AIM OF THE EXERCISE
With both ends included, transcribe exactly the records below from their first line to the line that contains "const INVENTORY_LOGS: &[(&str, &str, &str, i64, &str, &str)]".

LISTED ENTRIES

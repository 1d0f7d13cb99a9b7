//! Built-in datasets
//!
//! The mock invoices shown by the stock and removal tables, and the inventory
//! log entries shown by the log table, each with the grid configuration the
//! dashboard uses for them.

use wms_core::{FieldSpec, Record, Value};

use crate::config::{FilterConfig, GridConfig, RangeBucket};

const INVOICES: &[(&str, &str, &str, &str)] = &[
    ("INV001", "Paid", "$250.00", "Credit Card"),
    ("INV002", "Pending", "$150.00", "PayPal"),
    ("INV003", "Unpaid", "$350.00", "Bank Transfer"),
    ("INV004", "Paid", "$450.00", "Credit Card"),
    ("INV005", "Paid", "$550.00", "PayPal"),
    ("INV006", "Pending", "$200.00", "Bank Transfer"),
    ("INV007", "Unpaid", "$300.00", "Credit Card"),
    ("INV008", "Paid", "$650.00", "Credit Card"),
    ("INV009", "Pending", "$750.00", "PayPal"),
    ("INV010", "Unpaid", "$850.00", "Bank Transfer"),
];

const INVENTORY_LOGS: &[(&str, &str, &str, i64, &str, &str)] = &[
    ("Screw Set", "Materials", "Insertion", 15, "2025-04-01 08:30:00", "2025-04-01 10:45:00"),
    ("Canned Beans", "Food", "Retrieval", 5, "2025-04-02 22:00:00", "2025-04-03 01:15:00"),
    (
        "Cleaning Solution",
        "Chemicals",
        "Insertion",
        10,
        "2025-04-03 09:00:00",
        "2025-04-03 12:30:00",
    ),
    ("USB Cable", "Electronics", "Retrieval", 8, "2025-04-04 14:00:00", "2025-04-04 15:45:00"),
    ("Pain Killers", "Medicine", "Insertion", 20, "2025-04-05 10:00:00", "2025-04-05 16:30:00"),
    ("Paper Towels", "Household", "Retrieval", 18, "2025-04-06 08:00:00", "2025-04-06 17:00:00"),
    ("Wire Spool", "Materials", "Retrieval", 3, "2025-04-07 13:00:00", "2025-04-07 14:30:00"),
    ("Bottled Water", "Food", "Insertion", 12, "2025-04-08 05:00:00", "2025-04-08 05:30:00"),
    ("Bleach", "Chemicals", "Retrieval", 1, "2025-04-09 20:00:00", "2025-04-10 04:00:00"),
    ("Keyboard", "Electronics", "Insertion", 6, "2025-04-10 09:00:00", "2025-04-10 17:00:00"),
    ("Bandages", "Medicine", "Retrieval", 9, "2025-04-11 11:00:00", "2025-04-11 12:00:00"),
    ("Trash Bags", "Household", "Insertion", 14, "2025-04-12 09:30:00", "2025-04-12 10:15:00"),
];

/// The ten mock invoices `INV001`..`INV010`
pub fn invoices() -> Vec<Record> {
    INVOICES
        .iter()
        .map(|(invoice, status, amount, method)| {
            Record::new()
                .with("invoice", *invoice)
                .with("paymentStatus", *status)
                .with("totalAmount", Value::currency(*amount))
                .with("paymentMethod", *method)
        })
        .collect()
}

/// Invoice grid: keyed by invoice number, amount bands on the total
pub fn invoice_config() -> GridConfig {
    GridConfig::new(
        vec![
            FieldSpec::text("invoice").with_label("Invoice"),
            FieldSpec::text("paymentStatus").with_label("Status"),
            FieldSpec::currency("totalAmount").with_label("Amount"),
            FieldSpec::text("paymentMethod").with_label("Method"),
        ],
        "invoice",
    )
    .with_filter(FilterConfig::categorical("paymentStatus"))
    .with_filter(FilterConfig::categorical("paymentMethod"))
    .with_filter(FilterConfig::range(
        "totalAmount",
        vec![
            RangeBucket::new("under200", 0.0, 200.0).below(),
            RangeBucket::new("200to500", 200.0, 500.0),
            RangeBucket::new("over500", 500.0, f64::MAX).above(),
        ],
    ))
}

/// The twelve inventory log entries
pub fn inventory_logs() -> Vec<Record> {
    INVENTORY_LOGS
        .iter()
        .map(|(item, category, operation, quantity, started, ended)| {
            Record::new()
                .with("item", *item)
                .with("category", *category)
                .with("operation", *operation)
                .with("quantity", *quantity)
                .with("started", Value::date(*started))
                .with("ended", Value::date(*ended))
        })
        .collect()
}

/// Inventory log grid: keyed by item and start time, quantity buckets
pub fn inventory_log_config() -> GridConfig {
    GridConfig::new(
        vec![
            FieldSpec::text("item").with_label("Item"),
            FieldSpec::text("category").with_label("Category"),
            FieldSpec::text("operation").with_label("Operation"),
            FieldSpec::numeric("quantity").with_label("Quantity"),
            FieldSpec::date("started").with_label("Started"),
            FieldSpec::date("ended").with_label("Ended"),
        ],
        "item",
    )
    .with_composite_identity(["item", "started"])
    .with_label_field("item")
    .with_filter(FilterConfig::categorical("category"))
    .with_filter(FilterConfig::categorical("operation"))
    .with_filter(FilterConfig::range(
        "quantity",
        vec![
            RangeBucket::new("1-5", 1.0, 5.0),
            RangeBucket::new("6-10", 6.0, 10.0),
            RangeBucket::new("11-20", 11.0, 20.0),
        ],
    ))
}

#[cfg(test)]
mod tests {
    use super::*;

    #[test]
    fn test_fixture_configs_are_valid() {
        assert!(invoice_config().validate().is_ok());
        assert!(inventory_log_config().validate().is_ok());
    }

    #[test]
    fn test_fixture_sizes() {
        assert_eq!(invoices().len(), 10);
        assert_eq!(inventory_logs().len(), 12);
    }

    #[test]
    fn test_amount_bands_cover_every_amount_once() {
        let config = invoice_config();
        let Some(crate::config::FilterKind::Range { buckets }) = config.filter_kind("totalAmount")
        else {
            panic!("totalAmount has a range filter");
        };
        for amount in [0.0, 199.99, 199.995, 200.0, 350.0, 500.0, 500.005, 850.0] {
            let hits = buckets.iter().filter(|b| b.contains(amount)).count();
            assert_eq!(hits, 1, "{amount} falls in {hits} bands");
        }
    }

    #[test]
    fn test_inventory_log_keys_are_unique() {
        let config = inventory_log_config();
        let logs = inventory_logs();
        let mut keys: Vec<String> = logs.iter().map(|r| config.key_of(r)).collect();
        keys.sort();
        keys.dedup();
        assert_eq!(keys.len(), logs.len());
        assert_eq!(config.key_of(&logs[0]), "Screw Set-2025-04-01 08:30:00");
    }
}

EXERCISE RESULT
repository 1d0f7d13cb99a9b7
//! Built-in datasets
//!
//! The mock invoices shown by the stock and removal tables, and the inventory
//! log entries shown by the log table, each with the grid configuration the
//! dashboard uses for them.

use wms_core::{FieldSpec, Record, Value};

use crate::config::{FilterConfig, GridConfig, RangeBucket};

const INVOICES: &[(&str, &str, &str, &str)] = &[
    ("INV001", "Paid", "$250.00", "Credit Card"),
    ("INV002", "Pending", "$150.00", "PayPal"),
    ("INV003", "Unpaid", "$350.00", "Bank Transfer"),
    ("INV004", "Paid", "$450.00", "Credit Card"),
    ("INV005", "Paid", "$550.00", "PayPal"),
    ("INV006", "Pending", "$200.00", "Bank Transfer"),
    ("INV007", "Unpaid", "$300.00", "Credit Card"),
    ("INV008", "Paid", "$650.00", "Credit Card"),
    ("INV009", "Pending", "$750.00", "PayPal"),
    ("INV010", "Unpaid", "$850.00", "Bank Transfer"),
];

const INVENTORY_LOGS: &[(&str, &str, &str, i64, &str, &str)] = &[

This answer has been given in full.